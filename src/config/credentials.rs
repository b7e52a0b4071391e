// Copyright 2025 Lablup Inc. and Jeongkyu Shin
//
// Licensed under the Apache License, Version 2.0 (the "License");
// you may not use this file except in compliance with the License.
// You may obtain a copy of the License at
//
//     http://www.apache.org/licenses/LICENSE-2.0
//
// Unless required by applicable law or agreed to in writing, software
// distributed under the License is distributed on an "AS IS" BASIS,
// WITHOUT WARRANTIES OR CONDITIONS OF ANY KIND, either express or implied.
// See the License for the specific language governing permissions and
// limitations under the License.

//! Credential resolution: defaults merged with per-host overrides.
//!
//! Each field is taken from the host override when present, otherwise from
//! the resolved defaults, which themselves fall back to environment variables
//! and finally to built-in constants.

use std::fmt;
use std::path::PathBuf;
use std::str::FromStr;

use zeroize::Zeroizing;

use super::error::ConfigError;
use super::types::{DefaultsSection, HostOverride};
use super::utils::expand_tilde;

pub const DEFAULT_PORT: u16 = 22;
pub const DEFAULT_USER: &str = "root";
pub const DEFAULT_KEY_PATH: &str = "~/.ssh/id_rsa";
pub const SUPPORTED_KEY_TYPES: [&str; 2] = ["rsa", "ed25519"];

pub const ENV_USERNAME: &str = "SSH_USERNAME_DEFAULT";
pub const ENV_PORT: &str = "SSH_PORT_DEFAULT";
pub const ENV_KEY_PATH: &str = "SSH_KEY_PATH_DEFAULT";
pub const ENV_KEY_PASSWORD: &str = "SSH_KEY_PASSWORD_DEFAULT";
pub const ENV_KEY_TYPE: &str = "SSH_KEY_TYPE_DEFAULT";

const HIDDEN: &str = "**HIDDEN**";

/// Supported private key algorithms.
#[derive(Debug, Clone, Copy, PartialEq, Eq, Default)]
pub enum SshKeyType {
    #[default]
    Rsa,
    Ed25519,
}

impl FromStr for SshKeyType {
    type Err = ConfigError;

    fn from_str(s: &str) -> Result<Self, Self::Err> {
        match s.trim().to_lowercase().as_str() {
            "rsa" => Ok(SshKeyType::Rsa),
            "ed25519" => Ok(SshKeyType::Ed25519),
            _ => Err(ConfigError::UnsupportedKeyType {
                value: s.to_string(),
            }),
        }
    }
}

impl fmt::Display for SshKeyType {
    fn fmt(&self, f: &mut fmt::Formatter<'_>) -> fmt::Result {
        match self {
            SshKeyType::Rsa => write!(f, "rsa"),
            SshKeyType::Ed25519 => write!(f, "ed25519"),
        }
    }
}

/// Fallback credentials for every host. Loaded once per run.
#[derive(Clone)]
pub struct DefaultCredentials {
    pub port: u16,
    pub username: String,
    pub ssh_key_path: String,
    pub ssh_key_password: Option<Zeroizing<String>>,
    pub ssh_key_type: SshKeyType,
}

impl Default for DefaultCredentials {
    fn default() -> Self {
        Self {
            port: DEFAULT_PORT,
            username: DEFAULT_USER.to_string(),
            ssh_key_path: DEFAULT_KEY_PATH.to_string(),
            ssh_key_password: None,
            ssh_key_type: SshKeyType::Rsa,
        }
    }
}

impl fmt::Debug for DefaultCredentials {
    fn fmt(&self, f: &mut fmt::Formatter<'_>) -> fmt::Result {
        f.debug_struct("DefaultCredentials")
            .field("port", &self.port)
            .field("username", &self.username)
            .field("ssh_key_path", &self.ssh_key_path)
            .field(
                "ssh_key_password",
                &self.ssh_key_password.as_ref().map(|_| HIDDEN),
            )
            .field("ssh_key_type", &self.ssh_key_type)
            .finish()
    }
}

impl DefaultCredentials {
    /// Load defaults from the YAML section, then the process environment.
    pub fn load(section: Option<&DefaultsSection>) -> Result<Self, ConfigError> {
        Self::load_with_env(section, |key| std::env::var(key).ok())
    }

    /// Same as [`load`](Self::load) with an injectable environment lookup.
    pub fn load_with_env<F>(section: Option<&DefaultsSection>, env: F) -> Result<Self, ConfigError>
    where
        F: Fn(&str) -> Option<String>,
    {
        let empty = DefaultsSection::default();
        let section = section.unwrap_or(&empty);
        let env = |key: &str| env(key).filter(|v| !v.trim().is_empty());

        let port = match &section.port {
            Some(port) => port.to_port()?,
            None => match env(ENV_PORT) {
                Some(raw) => raw
                    .trim()
                    .parse::<u16>()
                    .map_err(|e| ConfigError::InvalidPort {
                        value: raw.clone(),
                        reason: e.to_string(),
                    })?,
                None => DEFAULT_PORT,
            },
        };

        let username = section
            .user
            .clone()
            .or_else(|| env(ENV_USERNAME))
            .unwrap_or_else(|| DEFAULT_USER.to_string());

        let ssh_key_path = section
            .ssh_key_path
            .clone()
            .or_else(|| env(ENV_KEY_PATH))
            .unwrap_or_else(|| DEFAULT_KEY_PATH.to_string());

        let ssh_key_password = section
            .ssh_key_password
            .clone()
            .or_else(|| env(ENV_KEY_PASSWORD))
            .map(Zeroizing::new);

        let ssh_key_type = match section.ssh_key_type.clone().or_else(|| env(ENV_KEY_TYPE)) {
            Some(raw) => raw.parse::<SshKeyType>()?,
            None => SshKeyType::Rsa,
        };

        let defaults = Self {
            port,
            username,
            ssh_key_path,
            ssh_key_password,
            ssh_key_type,
        };
        tracing::debug!("Loaded defaults: {:?}", defaults);
        Ok(defaults)
    }
}

/// Fully resolved connection parameters for one host.
#[derive(Clone)]
pub struct HostCredentials {
    pub domain: String,
    pub port: u16,
    pub username: String,
    pub ssh_key_path: PathBuf,
    pub ssh_key_password: Option<Zeroizing<String>>,
    pub ssh_key_type: SshKeyType,
}

impl HostCredentials {
    /// `domain:port` for socket connection.
    pub fn address(&self) -> String {
        format!("{}:{}", self.domain, self.port)
    }

    pub fn password(&self) -> Option<&str> {
        self.ssh_key_password.as_deref().map(String::as_str)
    }
}

impl fmt::Debug for HostCredentials {
    fn fmt(&self, f: &mut fmt::Formatter<'_>) -> fmt::Result {
        f.debug_struct("HostCredentials")
            .field("domain", &self.domain)
            .field("port", &self.port)
            .field("username", &self.username)
            .field("ssh_key_path", &self.ssh_key_path)
            .field(
                "ssh_key_password",
                &self.ssh_key_password.as_ref().map(|_| HIDDEN),
            )
            .field("ssh_key_type", &self.ssh_key_type)
            .finish()
    }
}

impl fmt::Display for HostCredentials {
    fn fmt(&self, f: &mut fmt::Formatter<'_>) -> fmt::Result {
        write!(f, "{}@{}:{}", self.username, self.domain, self.port)
    }
}

/// Merge `defaults` and one host's `overrides` into a complete record.
pub fn resolve(
    defaults: &DefaultCredentials,
    overrides: &HostOverride,
) -> Result<HostCredentials, ConfigError> {
    let domain = overrides
        .name
        .as_deref()
        .map(str::trim)
        .filter(|name| !name.is_empty())
        .ok_or(ConfigError::MissingDomain)?
        .to_string();

    let port = match &overrides.port {
        Some(port) => port.to_port()?,
        None => defaults.port,
    };

    let username = overrides
        .user
        .clone()
        .unwrap_or_else(|| defaults.username.clone());

    let key_path = overrides
        .ssh_key_path
        .as_deref()
        .unwrap_or(&defaults.ssh_key_path);

    let ssh_key_password = match &overrides.ssh_key_password {
        Some(password) => Some(Zeroizing::new(password.clone())),
        None => defaults.ssh_key_password.clone(),
    };

    let ssh_key_type = match &overrides.ssh_key_type {
        Some(raw) => raw.parse::<SshKeyType>()?,
        None => defaults.ssh_key_type,
    };

    let creds = HostCredentials {
        domain,
        port,
        username,
        ssh_key_path: expand_tilde(std::path::Path::new(key_path)),
        ssh_key_password,
        ssh_key_type,
    };

    tracing::debug!("domain: {}", creds.domain);
    tracing::debug!("port: {}", creds.port);
    tracing::debug!("username: {}", creds.username);
    tracing::debug!("ssh_key_path: {}", creds.ssh_key_path.display());
    tracing::debug!(
        "ssh_key_password: {}",
        creds.ssh_key_password.as_ref().map_or("None", |_| HIDDEN)
    );
    tracing::debug!("ssh_key_type: {}", creds.ssh_key_type);

    Ok(creds)
}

------

▶ _ACTIVITY_: Using the entries above, find all lines with "Some". Copy them.

▶ _FINISHED EXERCISE_:
            Some(port) => port.to_port()?,
                Some(raw) => raw
            Some(raw) => raw.parse::<SshKeyType>()?,
        Some(port) => port.to_port()?,
        Some(password) => Some(Zeroizing::new(password.clone())),
        Some(raw) => raw.parse::<SshKeyType>()?,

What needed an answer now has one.